There are more than a handful of narratives going on in “Tanner Hall,” a nostalgic drama about four girls’ coming of age at an all girls’ school, and more than its share happen offscreen. The directorial debut of Francesca Gregorini and Tatiana von Furstenberg, the daughters of pop culture royalty as the scions of Barbara Bach and Ringo Starr and Diane and Egon von Furstenberg, respectively, it is a film that lives far away from that world with characters who want to break free.
In the two years since “Tanner Hall” first debuted at the Toronto Film Festival, two of the film’s four leads have done just that in their careers — Rooney Mara, who plays the knowing-beyond-her-years Fernanda, will next be starring in “The Girl With the Dragon Tattoo” and Brie Larson, the type to seduce her English teacher as the mischievous Kate, was the reason to watch Showtime’s “United States of Tara.” No doubt that was the reason Anchor Bay stepped up to distribute “Tanner Hall” now and in fact, it’s their assured performances, as well as that of Amy Ferguson, that are the reason to see the otherwise shaky film.
“Tanner Hall” doesn’t appear that way at first glance, as Fernanda is driven to boarding school by a mother she clearly loathes, wistfully recalling in voiceover a childhood memory about confronting fear by saying, “Everything worth anything is both terrifying and beautiful.”
As it is in such films as these where there’s no inspirational teacher at the center, such grandiose statements within the opening minutes suggest that the education at Tanner Hall won’t be necessary in the classrooms, but in the knotty personal lives of its students and each of the four girls it follows has a cross to bear. Fernanda gets swept up in a tenuous relationship with the much older Gio (Tom Everett Scott) outside of the school’s gates, Kate endlessly teases Mr. Middlewood (Chris Kattan) between readings of Camus, the troublemaking Victoria (Georgia King) suffers from mommy issues, and the shy Lucasta (Amy Ferguson) is having trouble coming to terms with her sexuality.
A nimble score from Roger Neill and the introduction of Kattan and Amy Sedaris as the school’s primary faculty suggest that we’re in store for a comedy, but “Tanner Hall” goes to some dark places that make the whole endeavor tonally incongruous. Delicate as their names imply, Fernanda and Lucasta’s storylines actually tap into the youthful desperation of wanting to be understood but perhaps too self-conscious to realize what’s going on around them.

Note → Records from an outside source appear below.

//! Proximity primitives.
//!
//! Objectives are compared by the distance from a query point to a
//! representative point of their region (the center of its bounds). Selection
//! walks candidates in declaration order and only replaces the current best on
//! a strictly smaller distance, so ties always go to the first declared.

use std::fmt;
use std::str::FromStr;

use glam::DVec3;
use serde::{Deserialize, Serialize};

use lattice::material::technical_name;

/// How player proximity to an objective is measured for display and scoring.
#[derive(Debug, Clone, Copy, PartialEq, Eq, Hash, Default, Serialize, Deserialize)]
#[serde(rename_all = "kebab-case")]
pub enum ProximityMetric {
    /// Distance of the closest player on an attacking team
    #[default]
    ClosestPlayer,
    /// Distance of the closest block placed by an attacking team
    ClosestBlock,
    /// Distance of the closest kill made by an attacking team
    ClosestKill,
}

impl ProximityMetric {
    /// Canonical technical name (e.g. `CLOSEST_PLAYER`).
    #[must_use]
    pub const fn name(self) -> &'static str {
        match self {
            Self::ClosestPlayer => "CLOSEST_PLAYER",
            Self::ClosestBlock => "CLOSEST_BLOCK",
            Self::ClosestKill => "CLOSEST_KILL",
        }
    }
}

impl fmt::Display for ProximityMetric {
    fn fmt(&self, f: &mut fmt::Formatter<'_>) -> fmt::Result {
        f.write_str(self.name())
    }
}

/// Unrecognised proximity metric name.
#[derive(Debug, Clone, PartialEq, Eq)]
pub struct UnknownMetric;

impl FromStr for ProximityMetric {
    type Err = UnknownMetric;

    /// Accepts any spelling that normalizes to a technical name, so
    /// `closest-player`, `Closest Player` and `CLOSEST_PLAYER` are equal.
    fn from_str(s: &str) -> Result<Self, Self::Err> {
        match technical_name(s).as_str() {
            "CLOSEST_PLAYER" => Ok(Self::ClosestPlayer),
            "CLOSEST_BLOCK" => Ok(Self::ClosestBlock),
            "CLOSEST_KILL" => Ok(Self::ClosestKill),
            _ => Err(UnknownMetric),
        }
    }
}

/// Euclidean distance, ignoring the vertical axis when `horizontal` is set.
#[must_use]
pub fn distance(a: DVec3, b: DVec3, horizontal: bool) -> f64 {
    if horizontal {
        DVec3::new(a.x, 0.0, a.z).distance(DVec3::new(b.x, 0.0, b.z))
    } else {
        a.distance(b)
    }
}

/// The candidate whose anchor is closest to `point`.
///
/// Candidates without an anchor are skipped. Equal distances keep the earlier
/// candidate.
pub fn closest<'a, T, I, F>(candidates: I, point: DVec3, anchor: F) -> Option<&'a T>
where
    I: IntoIterator<Item = &'a T>,
    F: Fn(&T) -> Option<DVec3>,
    T: 'a,
{
    let mut best: Option<(&'a T, f64)> = None;
    for candidate in candidates {
        let Some(at) = anchor(candidate) else {
            continue;
        };
        let d = at.distance(point);
        if best.map_or(true, |(_, best_d)| d < best_d) {
            best = Some((candidate, d));
        }
    }
    best.map(|(candidate, _)| candidate)
}

/// Index of the candidate closest to `point`, with the same rules as [`closest`].
pub fn closest_index<'a, T, I, F>(candidates: I, point: DVec3, anchor: F) -> Option<usize>
where
    I: IntoIterator<Item = &'a T>,
    F: Fn(&T) -> Option<DVec3>,
    T: 'a,
{
    let indexed: Vec<(usize, &T)> = candidates.into_iter().enumerate().collect();
    closest(indexed.iter(), point, |(_, c)| anchor(*c)).map(|(i, _)| *i)
}

#[cfg(test)]
mod tests {
    use super::*;

    #[test]
    fn metric_names_normalize() {
        assert_eq!("closest-player".parse::<ProximityMetric>(), Ok(ProximityMetric::ClosestPlayer));
        assert_eq!("Closest Block".parse::<ProximityMetric>(), Ok(ProximityMetric::ClosestBlock));
        assert_eq!("CLOSEST_KILL".parse::<ProximityMetric>(), Ok(ProximityMetric::ClosestKill));
        assert_eq!("furthest".parse::<ProximityMetric>(), Err(UnknownMetric));
        assert_eq!(ProximityMetric::default().to_string(), "CLOSEST_PLAYER");
    }

    #[test]
    fn horizontal_distance_ignores_height() {
        let a = DVec3::new(0.0, 0.0, 0.0);
        let b = DVec3::new(3.0, 100.0, 4.0);
        assert!((distance(a, b, true) - 5.0).abs() < 1e-9);
        assert!(distance(a, b, false) > 100.0);
    }

    #[test]
    fn ties_go_to_first_candidate() {
        let anchors = [DVec3::new(-5.0, 0.0, 0.0), DVec3::new(5.0, 0.0, 0.0)];
        for _ in 0..10 {
            let picked = closest(anchors.iter(), DVec3::ZERO, |a| Some(*a));
            assert!(std::ptr::eq(picked.unwrap(), &anchors[0]));
        }
        assert_eq!(closest_index(anchors.iter(), DVec3::ZERO, |a| Some(*a)), Some(0));
        assert_eq!(closest_index(anchors.iter(), DVec3::new(4.0, 0.0, 0.0), |a| Some(*a)), Some(1));
    }

    #[test]
    fn candidates_without_anchor_are_skipped() {
        let anchors = [None, Some(DVec3::splat(50.0))];
        assert_eq!(closest_index(anchors.iter(), DVec3::ZERO, |a| *a), Some(1));
        assert_eq!(closest_index(std::iter::empty::<&Option<DVec3>>(), DVec3::ZERO, |a| *a), None);
    }

    mod property_tests {
        use super::*;
        use proptest::prelude::*;

        fn anchors() -> impl Strategy<Value = Vec<DVec3>> {
            prop::collection::vec((-20i32..20, -20i32..20, -20i32..20), 1..12)
                .prop_map(|v| v.into_iter().map(|(x, y, z)| DVec3::new(x.into(), y.into(), z.into())).collect())
        }

        proptest! {
            #[test]
            fn picks_first_of_the_nearest(anchors in anchors(), x in -20i32..20, z in -20i32..20) {
                let point = DVec3::new(x.into(), 0.0, z.into());
                let picked = closest_index(anchors.iter(), point, |a| Some(*a)).unwrap();
                let best = anchors[picked].distance(point);

                prop_assert!(anchors.iter().all(|a| a.distance(point) >= best));
                prop_assert!(anchors[..picked].iter().all(|a| a.distance(point) > best));
            }
        }
    }
}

Yet those moments are broken up with broadly comic interludes of an eager-for-sex Sedaris straddling Kattan or of Kattan’s Mr. Middlewood lustfully sniffing the pencil that he’s seen Kate chewing during class in ways that are likely to alienate audiences who came in for one thing and get another. The film’s low budget doesn’t announce itself immediately, particularly with the attention to detail in the film’s set design, but the isolation of these characters with the exception of only a couple scenes involving group activities only enhances the strange, parallel reality that Gregorini and von Furstenberg have created.
Oddly, there does seem to be some accuracy in depicting teenage life with wild highs and lows that would be considered out of place in other semi-autobiographical work and the film’s young directors deserve credit for getting a certain feel right, if not the film as a whole. “Tanner Hall” seems to be a learning experience both for the people onscreen as much as the ones off it, leaving the expectation that there’s better to come.